#### Exercise details
Give back the entries exactly, ending with the "shown to clients." line.

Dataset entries
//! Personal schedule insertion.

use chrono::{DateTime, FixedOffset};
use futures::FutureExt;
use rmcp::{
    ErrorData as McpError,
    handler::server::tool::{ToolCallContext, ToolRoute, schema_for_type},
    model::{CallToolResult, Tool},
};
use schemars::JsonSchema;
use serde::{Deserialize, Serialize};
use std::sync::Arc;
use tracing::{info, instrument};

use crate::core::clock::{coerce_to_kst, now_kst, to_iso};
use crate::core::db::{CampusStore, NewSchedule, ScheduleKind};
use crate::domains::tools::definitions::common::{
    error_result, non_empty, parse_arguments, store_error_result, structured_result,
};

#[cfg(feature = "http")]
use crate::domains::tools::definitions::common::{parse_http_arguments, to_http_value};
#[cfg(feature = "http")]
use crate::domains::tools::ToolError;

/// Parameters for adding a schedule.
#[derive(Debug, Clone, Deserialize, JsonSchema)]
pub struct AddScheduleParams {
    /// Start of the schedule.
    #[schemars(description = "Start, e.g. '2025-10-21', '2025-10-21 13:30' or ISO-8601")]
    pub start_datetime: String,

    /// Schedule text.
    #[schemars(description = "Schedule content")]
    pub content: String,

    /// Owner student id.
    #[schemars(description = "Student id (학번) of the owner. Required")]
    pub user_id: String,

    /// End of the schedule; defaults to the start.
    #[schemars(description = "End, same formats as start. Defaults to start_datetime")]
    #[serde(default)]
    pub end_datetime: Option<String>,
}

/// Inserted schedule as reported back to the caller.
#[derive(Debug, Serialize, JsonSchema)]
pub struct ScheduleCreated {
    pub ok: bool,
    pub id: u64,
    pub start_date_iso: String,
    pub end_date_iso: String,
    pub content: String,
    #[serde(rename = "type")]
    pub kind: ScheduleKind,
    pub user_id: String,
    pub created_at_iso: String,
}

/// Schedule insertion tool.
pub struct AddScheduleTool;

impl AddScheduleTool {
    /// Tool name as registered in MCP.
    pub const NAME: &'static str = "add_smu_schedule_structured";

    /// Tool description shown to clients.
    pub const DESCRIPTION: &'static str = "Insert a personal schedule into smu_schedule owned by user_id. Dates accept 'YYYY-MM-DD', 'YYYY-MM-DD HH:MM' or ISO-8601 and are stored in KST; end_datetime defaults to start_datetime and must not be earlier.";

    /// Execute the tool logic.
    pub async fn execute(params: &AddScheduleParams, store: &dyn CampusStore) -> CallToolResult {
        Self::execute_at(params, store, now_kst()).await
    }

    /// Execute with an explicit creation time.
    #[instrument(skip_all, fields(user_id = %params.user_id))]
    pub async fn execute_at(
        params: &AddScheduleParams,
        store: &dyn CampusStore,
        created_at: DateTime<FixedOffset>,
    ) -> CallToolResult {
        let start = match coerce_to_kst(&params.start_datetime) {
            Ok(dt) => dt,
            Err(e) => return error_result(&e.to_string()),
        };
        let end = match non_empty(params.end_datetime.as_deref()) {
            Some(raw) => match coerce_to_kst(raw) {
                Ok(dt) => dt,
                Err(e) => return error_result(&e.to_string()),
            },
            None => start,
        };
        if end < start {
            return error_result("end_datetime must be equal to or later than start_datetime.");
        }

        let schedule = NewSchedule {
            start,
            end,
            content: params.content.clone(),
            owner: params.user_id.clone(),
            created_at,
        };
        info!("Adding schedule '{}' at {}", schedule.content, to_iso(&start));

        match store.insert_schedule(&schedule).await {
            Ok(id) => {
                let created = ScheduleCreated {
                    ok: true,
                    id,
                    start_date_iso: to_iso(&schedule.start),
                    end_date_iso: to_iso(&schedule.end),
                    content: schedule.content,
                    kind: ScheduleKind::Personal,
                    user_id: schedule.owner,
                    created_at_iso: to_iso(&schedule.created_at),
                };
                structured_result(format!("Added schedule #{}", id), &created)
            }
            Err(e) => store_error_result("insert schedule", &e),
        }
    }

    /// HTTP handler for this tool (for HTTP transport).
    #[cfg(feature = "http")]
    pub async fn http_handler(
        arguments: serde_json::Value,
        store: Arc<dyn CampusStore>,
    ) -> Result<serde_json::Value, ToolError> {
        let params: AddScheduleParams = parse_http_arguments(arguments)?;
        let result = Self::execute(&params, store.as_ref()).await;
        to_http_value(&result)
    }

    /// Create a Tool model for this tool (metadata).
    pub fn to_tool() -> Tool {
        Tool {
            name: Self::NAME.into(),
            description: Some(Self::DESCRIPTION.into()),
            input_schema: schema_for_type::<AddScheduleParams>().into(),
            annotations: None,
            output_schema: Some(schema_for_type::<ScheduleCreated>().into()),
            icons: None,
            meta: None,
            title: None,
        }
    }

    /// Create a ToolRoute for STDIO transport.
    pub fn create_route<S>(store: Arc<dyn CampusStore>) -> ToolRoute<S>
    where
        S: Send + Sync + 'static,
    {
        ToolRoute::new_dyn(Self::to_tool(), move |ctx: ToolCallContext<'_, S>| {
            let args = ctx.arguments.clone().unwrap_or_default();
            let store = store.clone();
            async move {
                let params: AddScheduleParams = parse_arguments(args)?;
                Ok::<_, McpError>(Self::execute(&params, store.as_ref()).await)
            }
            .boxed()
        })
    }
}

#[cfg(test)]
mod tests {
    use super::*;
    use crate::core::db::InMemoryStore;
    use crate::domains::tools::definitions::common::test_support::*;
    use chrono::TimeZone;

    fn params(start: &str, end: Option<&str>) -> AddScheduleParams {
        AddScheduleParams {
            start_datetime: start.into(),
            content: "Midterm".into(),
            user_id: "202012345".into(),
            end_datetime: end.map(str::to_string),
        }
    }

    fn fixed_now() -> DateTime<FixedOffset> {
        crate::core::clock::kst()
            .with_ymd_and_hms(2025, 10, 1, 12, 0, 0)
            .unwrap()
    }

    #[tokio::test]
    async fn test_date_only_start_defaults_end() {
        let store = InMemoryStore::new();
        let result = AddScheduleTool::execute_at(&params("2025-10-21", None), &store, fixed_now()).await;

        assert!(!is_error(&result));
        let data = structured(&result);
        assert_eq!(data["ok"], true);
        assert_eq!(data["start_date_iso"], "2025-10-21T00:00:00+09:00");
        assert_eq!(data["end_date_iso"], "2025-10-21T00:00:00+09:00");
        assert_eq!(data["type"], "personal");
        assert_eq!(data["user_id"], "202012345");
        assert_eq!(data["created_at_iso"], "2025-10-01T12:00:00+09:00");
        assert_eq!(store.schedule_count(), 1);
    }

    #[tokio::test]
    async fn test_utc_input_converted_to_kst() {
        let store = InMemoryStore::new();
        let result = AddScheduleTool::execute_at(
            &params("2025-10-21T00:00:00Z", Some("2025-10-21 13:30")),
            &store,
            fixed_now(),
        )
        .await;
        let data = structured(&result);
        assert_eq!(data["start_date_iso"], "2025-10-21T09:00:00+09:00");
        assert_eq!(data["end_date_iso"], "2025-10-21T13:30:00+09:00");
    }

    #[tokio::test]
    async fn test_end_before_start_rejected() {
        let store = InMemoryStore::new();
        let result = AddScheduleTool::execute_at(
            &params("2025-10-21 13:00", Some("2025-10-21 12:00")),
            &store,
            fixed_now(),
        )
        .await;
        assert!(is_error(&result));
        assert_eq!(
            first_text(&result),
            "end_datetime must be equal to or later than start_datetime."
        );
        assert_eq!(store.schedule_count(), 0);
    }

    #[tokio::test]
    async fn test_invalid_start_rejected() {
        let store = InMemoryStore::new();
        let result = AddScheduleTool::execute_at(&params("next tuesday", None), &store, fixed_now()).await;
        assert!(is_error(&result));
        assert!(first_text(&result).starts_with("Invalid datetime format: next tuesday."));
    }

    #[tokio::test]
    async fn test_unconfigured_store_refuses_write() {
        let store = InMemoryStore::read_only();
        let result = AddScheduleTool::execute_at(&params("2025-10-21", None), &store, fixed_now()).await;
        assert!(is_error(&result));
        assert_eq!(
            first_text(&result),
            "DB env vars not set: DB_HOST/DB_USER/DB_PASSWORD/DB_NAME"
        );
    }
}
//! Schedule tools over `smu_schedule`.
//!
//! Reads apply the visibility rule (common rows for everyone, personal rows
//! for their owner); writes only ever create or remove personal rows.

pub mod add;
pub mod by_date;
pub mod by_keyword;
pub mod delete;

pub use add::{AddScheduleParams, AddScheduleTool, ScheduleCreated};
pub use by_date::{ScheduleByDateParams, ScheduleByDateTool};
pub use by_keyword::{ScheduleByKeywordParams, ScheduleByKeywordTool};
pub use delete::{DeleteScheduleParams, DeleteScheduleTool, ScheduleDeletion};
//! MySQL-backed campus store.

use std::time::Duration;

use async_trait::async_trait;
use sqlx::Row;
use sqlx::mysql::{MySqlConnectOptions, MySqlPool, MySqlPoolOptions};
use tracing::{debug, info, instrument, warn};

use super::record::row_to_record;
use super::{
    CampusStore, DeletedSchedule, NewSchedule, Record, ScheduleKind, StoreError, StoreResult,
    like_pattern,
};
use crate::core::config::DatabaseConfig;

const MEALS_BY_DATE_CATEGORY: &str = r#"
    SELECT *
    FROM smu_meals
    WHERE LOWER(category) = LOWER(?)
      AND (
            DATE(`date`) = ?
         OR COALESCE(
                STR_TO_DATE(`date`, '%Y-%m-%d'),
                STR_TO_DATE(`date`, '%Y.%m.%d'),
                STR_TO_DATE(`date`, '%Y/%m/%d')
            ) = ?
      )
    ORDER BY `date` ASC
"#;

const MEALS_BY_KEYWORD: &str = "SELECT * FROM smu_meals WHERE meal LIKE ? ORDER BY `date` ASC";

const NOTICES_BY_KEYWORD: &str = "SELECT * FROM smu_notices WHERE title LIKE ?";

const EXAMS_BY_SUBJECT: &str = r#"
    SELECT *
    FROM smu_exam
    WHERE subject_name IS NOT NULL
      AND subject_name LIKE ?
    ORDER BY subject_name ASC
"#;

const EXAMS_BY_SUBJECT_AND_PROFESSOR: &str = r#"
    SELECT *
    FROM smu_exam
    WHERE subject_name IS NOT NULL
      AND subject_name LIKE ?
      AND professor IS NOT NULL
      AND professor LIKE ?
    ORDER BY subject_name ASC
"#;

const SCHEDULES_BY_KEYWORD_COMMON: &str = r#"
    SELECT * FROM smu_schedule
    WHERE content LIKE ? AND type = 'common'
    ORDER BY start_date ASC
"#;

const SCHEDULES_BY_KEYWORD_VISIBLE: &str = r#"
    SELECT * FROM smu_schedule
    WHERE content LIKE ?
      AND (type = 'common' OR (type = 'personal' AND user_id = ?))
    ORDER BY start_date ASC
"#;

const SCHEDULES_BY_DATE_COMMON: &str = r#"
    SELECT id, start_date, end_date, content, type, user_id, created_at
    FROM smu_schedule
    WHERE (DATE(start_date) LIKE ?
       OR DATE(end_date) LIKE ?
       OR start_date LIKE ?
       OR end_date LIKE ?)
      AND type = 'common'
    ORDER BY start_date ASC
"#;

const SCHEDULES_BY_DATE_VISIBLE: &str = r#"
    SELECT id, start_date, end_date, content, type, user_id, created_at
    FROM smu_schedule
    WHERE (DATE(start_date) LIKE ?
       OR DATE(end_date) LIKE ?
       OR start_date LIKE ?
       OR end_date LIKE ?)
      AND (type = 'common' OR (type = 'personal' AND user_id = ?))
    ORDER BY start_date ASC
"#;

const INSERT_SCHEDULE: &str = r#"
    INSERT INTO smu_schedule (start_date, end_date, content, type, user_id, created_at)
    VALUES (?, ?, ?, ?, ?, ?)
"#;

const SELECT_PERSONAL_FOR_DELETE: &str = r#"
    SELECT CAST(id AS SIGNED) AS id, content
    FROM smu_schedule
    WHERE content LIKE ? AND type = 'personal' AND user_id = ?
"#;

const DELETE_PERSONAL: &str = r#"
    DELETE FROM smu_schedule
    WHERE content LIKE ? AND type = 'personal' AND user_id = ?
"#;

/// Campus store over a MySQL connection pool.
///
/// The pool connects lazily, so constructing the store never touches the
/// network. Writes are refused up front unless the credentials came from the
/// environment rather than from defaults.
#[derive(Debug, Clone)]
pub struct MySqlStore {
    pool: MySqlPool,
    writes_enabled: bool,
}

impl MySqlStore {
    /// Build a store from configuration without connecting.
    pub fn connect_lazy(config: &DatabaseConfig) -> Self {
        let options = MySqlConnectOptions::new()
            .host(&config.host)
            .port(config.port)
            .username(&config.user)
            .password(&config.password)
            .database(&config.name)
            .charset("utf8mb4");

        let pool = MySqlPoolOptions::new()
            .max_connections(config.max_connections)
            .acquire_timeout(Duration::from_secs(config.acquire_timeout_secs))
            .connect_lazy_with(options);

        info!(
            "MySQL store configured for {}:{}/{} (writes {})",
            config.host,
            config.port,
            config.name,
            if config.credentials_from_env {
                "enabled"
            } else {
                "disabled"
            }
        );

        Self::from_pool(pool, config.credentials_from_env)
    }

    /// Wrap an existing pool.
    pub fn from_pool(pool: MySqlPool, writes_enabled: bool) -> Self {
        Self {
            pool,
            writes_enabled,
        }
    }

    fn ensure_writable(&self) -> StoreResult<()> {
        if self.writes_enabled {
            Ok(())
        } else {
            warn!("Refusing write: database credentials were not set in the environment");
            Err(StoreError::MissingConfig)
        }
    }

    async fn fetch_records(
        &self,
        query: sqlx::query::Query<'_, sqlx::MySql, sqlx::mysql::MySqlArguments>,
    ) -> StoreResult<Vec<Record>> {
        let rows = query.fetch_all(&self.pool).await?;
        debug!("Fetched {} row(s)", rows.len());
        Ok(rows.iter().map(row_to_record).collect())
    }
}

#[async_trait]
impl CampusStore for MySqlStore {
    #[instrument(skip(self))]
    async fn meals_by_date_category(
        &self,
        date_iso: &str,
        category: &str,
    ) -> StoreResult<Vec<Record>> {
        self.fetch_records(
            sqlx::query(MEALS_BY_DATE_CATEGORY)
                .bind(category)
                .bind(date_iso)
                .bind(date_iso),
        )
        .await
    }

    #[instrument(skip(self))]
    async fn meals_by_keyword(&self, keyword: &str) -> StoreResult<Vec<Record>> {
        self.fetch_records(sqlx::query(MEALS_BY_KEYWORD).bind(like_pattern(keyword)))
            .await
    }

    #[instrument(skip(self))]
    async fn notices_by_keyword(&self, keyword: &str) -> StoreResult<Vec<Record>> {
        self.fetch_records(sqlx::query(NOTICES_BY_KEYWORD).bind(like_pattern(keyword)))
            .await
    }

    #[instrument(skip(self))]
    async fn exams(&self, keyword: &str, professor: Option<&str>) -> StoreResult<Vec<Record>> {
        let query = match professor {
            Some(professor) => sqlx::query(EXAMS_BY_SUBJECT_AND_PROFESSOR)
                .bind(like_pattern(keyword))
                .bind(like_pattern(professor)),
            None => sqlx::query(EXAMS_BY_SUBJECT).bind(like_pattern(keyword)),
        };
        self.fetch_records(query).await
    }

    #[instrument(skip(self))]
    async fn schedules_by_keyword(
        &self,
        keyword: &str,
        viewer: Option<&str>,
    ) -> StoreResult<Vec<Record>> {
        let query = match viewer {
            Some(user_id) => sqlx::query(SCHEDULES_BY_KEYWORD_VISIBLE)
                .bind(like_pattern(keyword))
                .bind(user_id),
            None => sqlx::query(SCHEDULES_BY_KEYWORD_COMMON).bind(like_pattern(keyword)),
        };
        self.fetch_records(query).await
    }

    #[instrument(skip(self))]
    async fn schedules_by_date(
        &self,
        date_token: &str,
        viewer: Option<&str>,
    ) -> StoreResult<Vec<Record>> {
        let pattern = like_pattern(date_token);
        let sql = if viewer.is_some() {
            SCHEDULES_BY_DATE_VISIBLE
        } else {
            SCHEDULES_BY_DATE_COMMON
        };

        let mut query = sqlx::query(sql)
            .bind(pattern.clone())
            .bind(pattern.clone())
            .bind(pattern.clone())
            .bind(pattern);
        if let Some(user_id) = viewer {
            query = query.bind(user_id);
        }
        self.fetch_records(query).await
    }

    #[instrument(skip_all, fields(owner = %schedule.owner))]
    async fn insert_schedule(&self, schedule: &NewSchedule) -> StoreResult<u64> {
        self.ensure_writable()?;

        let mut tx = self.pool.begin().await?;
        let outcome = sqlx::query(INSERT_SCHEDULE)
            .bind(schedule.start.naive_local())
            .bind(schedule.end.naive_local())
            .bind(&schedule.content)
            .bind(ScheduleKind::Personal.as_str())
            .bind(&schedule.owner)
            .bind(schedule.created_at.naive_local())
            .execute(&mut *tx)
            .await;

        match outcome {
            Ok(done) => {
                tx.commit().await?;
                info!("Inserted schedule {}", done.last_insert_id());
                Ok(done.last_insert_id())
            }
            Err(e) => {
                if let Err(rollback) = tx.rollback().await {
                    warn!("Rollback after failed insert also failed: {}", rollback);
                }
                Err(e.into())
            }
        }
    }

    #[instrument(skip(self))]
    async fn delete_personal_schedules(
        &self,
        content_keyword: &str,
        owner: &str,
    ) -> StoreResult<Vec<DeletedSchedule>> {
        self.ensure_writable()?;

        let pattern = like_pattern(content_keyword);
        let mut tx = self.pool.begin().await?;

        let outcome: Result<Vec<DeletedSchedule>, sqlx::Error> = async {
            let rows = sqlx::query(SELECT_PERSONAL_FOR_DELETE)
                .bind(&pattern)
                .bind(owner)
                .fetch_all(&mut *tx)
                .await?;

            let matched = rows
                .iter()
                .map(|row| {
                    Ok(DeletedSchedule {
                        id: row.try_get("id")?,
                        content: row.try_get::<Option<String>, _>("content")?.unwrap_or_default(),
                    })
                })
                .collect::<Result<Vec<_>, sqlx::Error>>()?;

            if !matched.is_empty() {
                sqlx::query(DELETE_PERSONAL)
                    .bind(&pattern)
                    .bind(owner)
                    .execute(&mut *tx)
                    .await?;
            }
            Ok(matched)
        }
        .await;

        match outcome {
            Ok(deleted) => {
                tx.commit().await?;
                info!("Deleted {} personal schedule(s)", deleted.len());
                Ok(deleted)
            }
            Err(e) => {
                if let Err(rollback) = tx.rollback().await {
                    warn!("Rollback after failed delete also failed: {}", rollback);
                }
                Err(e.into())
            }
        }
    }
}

#### Result of the task
//! Personal schedule insertion.

use chrono::{DateTime, FixedOffset};
use futures::FutureExt;
use rmcp::{
    ErrorData as McpError,
    handler::server::tool::{ToolCallContext, ToolRoute, schema_for_type},
    model::{CallToolResult, Tool},
};
use schemars::JsonSchema;
use serde::{Deserialize, Serialize};
use std::sync::Arc;
use tracing::{info, instrument};

use crate::core::clock::{coerce_to_kst, now_kst, to_iso};
use crate::core::db::{CampusStore, NewSchedule, ScheduleKind};
use crate::domains::tools::definitions::common::{
    error_result, non_empty, parse_arguments, store_error_result, structured_result,
};

#[cfg(feature = "http")]
use crate::domains::tools::definitions::common::{parse_http_arguments, to_http_value};
#[cfg(feature = "http")]
use crate::domains::tools::ToolError;

/// Parameters for adding a schedule.
#[derive(Debug, Clone, Deserialize, JsonSchema)]
pub struct AddScheduleParams {
    /// Start of the schedule.
    #[schemars(description = "Start, e.g. '2025-10-21', '2025-10-21 13:30' or ISO-8601")]
    pub start_datetime: String,

    /// Schedule text.
    #[schemars(description = "Schedule content")]
    pub content: String,

    /// Owner student id.
    #[schemars(description = "Student id (학번) of the owner. Required")]
    pub user_id: String,

    /// End of the schedule; defaults to the start.
    #[schemars(description = "End, same formats as start. Defaults to start_datetime")]
    #[serde(default)]
    pub end_datetime: Option<String>,
}

/// Inserted schedule as reported back to the caller.
#[derive(Debug, Serialize, JsonSchema)]
pub struct ScheduleCreated {
    pub ok: bool,
    pub id: u64,
    pub start_date_iso: String,
    pub end_date_iso: String,
    pub content: String,
    #[serde(rename = "type")]
    pub kind: ScheduleKind,
    pub user_id: String,
    pub created_at_iso: String,
}

/// Schedule insertion tool.
pub struct AddScheduleTool;

impl AddScheduleTool {
    /// Tool name as registered in MCP.
    pub const NAME: &'static str = "add_smu_schedule_structured";

    /// Tool description shown to clients.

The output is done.